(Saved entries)
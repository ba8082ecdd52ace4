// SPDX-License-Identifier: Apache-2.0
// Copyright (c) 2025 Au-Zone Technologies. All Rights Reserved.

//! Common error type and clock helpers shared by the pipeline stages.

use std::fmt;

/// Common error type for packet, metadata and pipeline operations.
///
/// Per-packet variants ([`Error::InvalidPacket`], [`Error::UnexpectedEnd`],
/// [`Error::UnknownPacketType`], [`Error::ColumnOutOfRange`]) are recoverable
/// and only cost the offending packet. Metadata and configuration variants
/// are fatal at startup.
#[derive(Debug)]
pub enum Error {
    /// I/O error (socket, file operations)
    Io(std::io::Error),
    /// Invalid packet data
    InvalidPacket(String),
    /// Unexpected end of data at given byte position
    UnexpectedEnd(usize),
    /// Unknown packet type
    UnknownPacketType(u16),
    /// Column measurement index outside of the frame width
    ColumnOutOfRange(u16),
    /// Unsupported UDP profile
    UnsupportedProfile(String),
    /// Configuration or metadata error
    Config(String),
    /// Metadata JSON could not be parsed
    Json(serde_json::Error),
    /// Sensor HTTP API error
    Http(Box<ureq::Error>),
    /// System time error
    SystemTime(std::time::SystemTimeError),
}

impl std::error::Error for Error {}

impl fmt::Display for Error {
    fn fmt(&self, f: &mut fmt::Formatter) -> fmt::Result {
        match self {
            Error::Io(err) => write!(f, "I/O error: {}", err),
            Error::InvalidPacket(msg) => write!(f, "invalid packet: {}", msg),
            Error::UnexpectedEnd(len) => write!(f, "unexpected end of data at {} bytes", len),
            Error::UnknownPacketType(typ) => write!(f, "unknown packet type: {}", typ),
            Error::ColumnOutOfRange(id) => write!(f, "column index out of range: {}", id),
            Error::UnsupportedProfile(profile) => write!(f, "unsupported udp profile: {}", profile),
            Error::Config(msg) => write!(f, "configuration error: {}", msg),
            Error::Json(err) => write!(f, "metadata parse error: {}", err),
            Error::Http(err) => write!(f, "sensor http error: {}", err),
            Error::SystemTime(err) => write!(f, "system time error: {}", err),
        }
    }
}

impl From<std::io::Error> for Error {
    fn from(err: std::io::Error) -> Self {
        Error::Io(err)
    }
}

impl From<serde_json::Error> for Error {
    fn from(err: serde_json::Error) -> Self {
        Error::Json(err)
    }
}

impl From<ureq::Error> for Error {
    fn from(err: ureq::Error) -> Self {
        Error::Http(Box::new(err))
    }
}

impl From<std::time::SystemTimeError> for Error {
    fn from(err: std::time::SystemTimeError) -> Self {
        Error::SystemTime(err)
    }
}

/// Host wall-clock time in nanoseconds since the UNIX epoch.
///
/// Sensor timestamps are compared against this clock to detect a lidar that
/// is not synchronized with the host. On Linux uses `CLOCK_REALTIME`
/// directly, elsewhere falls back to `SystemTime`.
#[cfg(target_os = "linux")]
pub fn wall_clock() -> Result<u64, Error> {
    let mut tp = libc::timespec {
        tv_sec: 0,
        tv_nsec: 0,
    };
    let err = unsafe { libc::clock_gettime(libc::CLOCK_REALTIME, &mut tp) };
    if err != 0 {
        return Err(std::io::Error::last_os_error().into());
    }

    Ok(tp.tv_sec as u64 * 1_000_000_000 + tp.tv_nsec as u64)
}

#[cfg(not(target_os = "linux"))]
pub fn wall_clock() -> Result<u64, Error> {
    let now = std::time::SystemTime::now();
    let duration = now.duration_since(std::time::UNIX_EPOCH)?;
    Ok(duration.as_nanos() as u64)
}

Problem details
Once you have read the records, output each one exactly as written.

Solution to this task
repository ba8082ecdd52ace4
// SPDX-License-Identifier: Apache-2.0
// Copyright (c) 2025 Au-Zone Technologies. All Rights Reserved.

//! Common error type and clock helpers shared by the pipeline stages.

use std::fmt;

/// Common error type for packet, metadata and pipeline operations.
///
/// Per-packet variants ([`Error::InvalidPacket`], [`Error::UnexpectedEnd`],
/// [`Error::UnknownPacketType`], [`Error::ColumnOutOfRange`]) are recoverable
/// and only cost the offending packet. Metadata and configuration variants
/// are fatal at startup.
#[derive(Debug)]
pub enum Error {
    /// I/O error (socket, file operations)
    Io(std::io::Error),
    /// Invalid packet data
    InvalidPacket(String),
    /// Unexpected end of data at given byte position
    UnexpectedEnd(usize),
    /// Unknown packet type
    UnknownPacketType(u16),
    /// Column measurement index outside of the frame width
    ColumnOutOfRange(u16),
    /// Unsupported UDP profile
    UnsupportedProfile(String),
    /// Configuration or metadata error
    Config(String),
    /// Metadata JSON could not be parsed
    Json(serde_json::Error),
    /// Sensor HTTP API error
    Http(Box<ureq::Error>),
    /// System time error
    SystemTime(std::time::SystemTimeError),
}

impl std::error::Error for Error {}

impl fmt::Display for Error {
    fn fmt(&self, f: &mut fmt::Formatter) -> fmt::Result {
        match self {
            Error::Io(err) => write!(f, "I/O error: {}", err),
            Error::InvalidPacket(msg) => write!(f, "invalid packet: {}", msg),
            Error::UnexpectedEnd(len) => write!(f, "unexpected end of data at {} bytes", len),
            Error::UnknownPacketType(typ) => write!(f, "unknown packet type: {}", typ),
            Error::ColumnOutOfRange(id) => write!(f, "column index out of range: {}", id),
            Error::UnsupportedProfile(profile) => write!(f, "unsupported udp profile: {}", profile),
            Error::Config(msg) => write!(f, "configuration error: {}", msg),
            Error::Json(err) => write!(f, "metadata parse error: {}", err),
            Error::Http(err) => write!(f, "sensor http error: {}", err),
            Error::SystemTime(err) => write!(f, "system time error: {}", err),
        }
    }
}

impl From<std::io::Error> for Error {
    fn from(err: std::io::Error) -> Self {
        Error::Io(err)
    }
}

impl From<serde_json::Error> for Error {
    fn from(err: serde_json::Error) -> Self {
        Error::Json(err)
    }
}

impl From<ureq::Error> for Error {
    fn from(err: ureq::Error) -> Self {
        Error::Http(Box::new(err))
    }
}

impl From<std::time::SystemTimeError> for Error {
    fn from(err: std::time::SystemTimeError) -> Self {
        Error::SystemTime(err)
    }
}

/// Host wall-clock time in nanoseconds since the UNIX epoch.
///
/// Sensor timestamps are compared against this clock to detect a lidar that
/// is not synchronized with the host. On Linux uses `CLOCK_REALTIME`
/// directly, elsewhere falls back to `SystemTime`.
#[cfg(target_os = "linux")]
pub fn wall_clock() -> Result<u64, Error> {
    let mut tp = libc::timespec {
        tv_sec: 0,
        tv_nsec: 0,
    };
    let err = unsafe { libc::clock_gettime(libc::CLOCK_REALTIME, &mut tp) };
    if err != 0 {
        return Err(std::io::Error::last_os_error().into());
    }

    Ok(tp.tv_sec as u64 * 1_000_000_000 + tp.tv_nsec as u64)
}

#[cfg(not(target_os = "linux"))]
pub fn wall_clock() -> Result<u64, Error> {
    let now = std::time::SystemTime::now();
    let duration = now.duration_since(std::time::UNIX_EPOCH)?;
    Ok(duration.as_nanos() as u64)
}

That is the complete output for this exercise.